Stored items
- Opening Delimiter -

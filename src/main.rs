use std::path::PathBuf;

use clap::{Parser, Subcommand};
use clap_verbosity_flag::{InfoLevel, Verbosity};
use tracing_subscriber::filter;
use tracing_subscriber::layer::SubscriberExt;
use tracing_subscriber::util::SubscriberInitExt;
use txr_config::globals::SETTINGS;
use txr_config::Settings;
use txr_resolver::ResolverConfig;

mod serve;

#[derive(Parser)]
#[command(version, about, long_about = None)]
#[command(propagate_version = true)]
struct Cli {
    #[command(flatten)]
    verbose: Verbosity<InfoLevel>,
    #[command(subcommand)]
    command: Commands,
}

#[derive(Subcommand)]
enum Commands {
    /// Start the HTTP lookup proxy.
    Serve,
    /// Print a non-recursive scan of the on-disk cache.
    CacheStats,
    /// Resolve one label against one source, populating the cache on a miss.
    Warm {
        label: String,
        #[arg(default_value = "en")]
        lang: String,
        #[arg(default_value = "agrovoc")]
        source: String,
    },
}

fn resolver_config(settings: &Settings) -> ResolverConfig {
    ResolverConfig {
        cache_dir: PathBuf::from(&settings.cache_dir),
        cache_ttl_secs: settings.cache_ttl_secs,
        adapters: txr_adapters::AdapterConfig {
            agrovoc_base_url: settings.agrovoc_base_url.clone(),
            dbpedia_lookup_base_url: settings.dbpedia_lookup_base_url.clone(),
            dbpedia_data_base_url: settings.dbpedia_data_base_url.clone(),
            wikidata_base_url: settings.wikidata_base_url.clone(),
            http_timeout_secs: settings.http_timeout_secs,
            user_agent: settings.user_agent(),
        },
    }
}

fn main() -> Result<(), anyhow::Error> {
    dotenvy::dotenv().ok();
    let cli = Cli::parse();

    let level = cli.verbose.tracing_level_filter();
    let filter = filter::Targets::new()
        .with_target("txr", level)
        .with_target("txr_cache", level)
        .with_target("txr_adapters", level)
        .with_target("txr_resolver", level);

    tracing_subscriber::registry()
        .with(tracing_subscriber::fmt::layer().without_time().compact())
        .with(filter)
        .init();

    let settings = Settings::new()?;
    let _ = SETTINGS.set(settings.clone());

    match cli.command {
        Commands::Serve => serve::serve(resolver_config(&settings), &settings.bind_addr)?,
        Commands::CacheStats => {
            let stats = txr_cache::cache_stats(&PathBuf::from(&settings.cache_dir));
            tracing::info!("{}", serde_json::to_string_pretty(&stats)?);
        }
        Commands::Warm { label, lang, source } => {
            let config = resolver_config(&settings);
            match txr_resolver::lookup(&config, &label, &lang, &source) {
                Some(record) => tracing::info!("{}", serde_json::to_string_pretty(&record)?),
                None => tracing::info!(label, lang, source, "not found"),
            }
        }
    }
    Ok(())
}
use std::collections::{HashMap, HashSet};
use std::str::FromStr;

use txr_types::{root_remap::remap_root, Source};

use crate::config::ResolverConfig;
use crate::lookup::lookup_source;

/// Recursion bound for [`hierarchy_paths`]: guards against pathological or
/// malformed broader graphs rather than expecting one in practice.
pub const MAX_DEPTH: usize = 15;

fn normalize(label: &str) -> String {
    label.to_lowercase().replace(' ', "_").replace('-', "_")
}

/// Builds `"a/b/c"` prefixes of `path` and maps each to the matching URI in
/// `uris`, skipping the synthetic root segment when `skip_first` is set and
/// any segment whose URI is empty.
fn build_uri_map(path: &[String], uris: &[String], skip_first: bool) -> HashMap<String, String> {
    let start = usize::from(skip_first);
    let mut map = HashMap::new();
    for i in start..path.len() {
        if uris[i].is_empty() {
            continue;
        }
        map.insert(path[..=i].join("/"), uris[i].clone());
    }
    map
}

/// Recursive depth-first walk over the broader graph, starting at `label`.
/// The public entry point takes only `(label, lang, source, cache_dir)`;
/// this worker carries the extra recursion state privately so it never
/// leaks into the public API.
fn hierarchy_worker(
    config: &ResolverConfig,
    label: &str,
    lang: &str,
    source: Source,
    current_path: &[String],
    current_uris: &[String],
    visited: &HashSet<String>,
    depth: usize,
) -> (Vec<String>, bool, HashMap<String, String>) {
    if depth >= MAX_DEPTH {
        tracing::warn!(label, depth, "hierarchy depth cap reached");
        return (Vec::new(), false, HashMap::new());
    }

    let Some(concept) = lookup_source(config, label, lang, source) else {
        return (Vec::new(), false, HashMap::new());
    };

    if visited.contains(&concept.uri) {
        return (Vec::new(), true, HashMap::new());
    }

    let normalized = normalize(&concept.pref_label);
    let mut new_path = Vec::with_capacity(current_path.len() + 1);
    new_path.push(normalized);
    new_path.extend_from_slice(current_path);

    let mut new_uris = Vec::with_capacity(current_uris.len() + 1);
    new_uris.push(concept.uri.clone());
    new_uris.extend_from_slice(current_uris);

    let mut new_visited = visited.clone();
    new_visited.insert(concept.uri.clone());

    if concept.broader.is_empty() {
        let lower_pref = concept.pref_label.to_lowercase();
        let remapped = remap_root(source, &lower_pref);
        if let Some(replacement) = remapped {
            new_path[0] = replacement.to_string();
        }
        let path_string = new_path.join("/");
        let uri_map = build_uri_map(&new_path, &new_uris, remapped.is_some());
        return (vec![path_string], true, uri_map);
    }

    let mut combined_paths = Vec::new();
    let mut combined_found = false;
    let mut combined_uri_map = HashMap::new();

    for broader in &concept.broader {
        let (paths, found, uri_map) = hierarchy_worker(
            config,
            &broader.label,
            lang,
            source,
            &new_path,
            &new_uris,
            &new_visited,
            depth + 1,
        );
        combined_paths.extend(paths);
        combined_found |= found;
        combined_uri_map.extend(uri_map);
    }

    if combined_paths.is_empty() && !combined_found {
        // Every broader branch failed to resolve (none even pruned a cycle);
        // synthesise a partial path so hierarchy queries into disconnected
        // subgraphs still return something useful.
        let path_string = new_path.join("/");
        let uri_map = build_uri_map(&new_path, &new_uris, false);
        return (vec![path_string], !concept.uri.is_empty(), uri_map);
    }

    (combined_paths, combined_found, combined_uri_map)
}

/// `hierarchy_paths(label, lang, source, cache_dir) → (paths, found, uri_map)`.
pub fn hierarchy_paths(
    config: &ResolverConfig,
    label: &str,
    lang: &str,
    source: &str,
) -> (Vec<String>, bool, HashMap<String, String>) {
    let Ok(source) = Source::from_str(source) else {
        return (Vec::new(), false, HashMap::new());
    };
    hierarchy_worker(config, label, lang, source, &[], &[], &HashSet::new(), 0)
}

- Closing Delimiter -

Look above for the line holding "URI is empty." and the line holding "new_path.push(normalized);". Retype both, and every line between them, word for word and nothing else.

Task solution -
/// any segment whose URI is empty.
fn build_uri_map(path: &[String], uris: &[String], skip_first: bool) -> HashMap<String, String> {
    let start = usize::from(skip_first);
    let mut map = HashMap::new();
    for i in start..path.len() {
        if uris[i].is_empty() {
            continue;
        }
        map.insert(path[..=i].join("/"), uris[i].clone());
    }
    map
}

/// Recursive depth-first walk over the broader graph, starting at `label`.
/// The public entry point takes only `(label, lang, source, cache_dir)`;
/// this worker carries the extra recursion state privately so it never
/// leaks into the public API.
fn hierarchy_worker(
    config: &ResolverConfig,
    label: &str,
    lang: &str,
    source: Source,
    current_path: &[String],
    current_uris: &[String],
    visited: &HashSet<String>,
    depth: usize,
) -> (Vec<String>, bool, HashMap<String, String>) {
    if depth >= MAX_DEPTH {
        tracing::warn!(label, depth, "hierarchy depth cap reached");
        return (Vec::new(), false, HashMap::new());
    }

    let Some(concept) = lookup_source(config, label, lang, source) else {
        return (Vec::new(), false, HashMap::new());
    };

    if visited.contains(&concept.uri) {
        return (Vec::new(), true, HashMap::new());
    }

    let normalized = normalize(&concept.pref_label);
    let mut new_path = Vec::with_capacity(current_path.len() + 1);
    new_path.push(normalized);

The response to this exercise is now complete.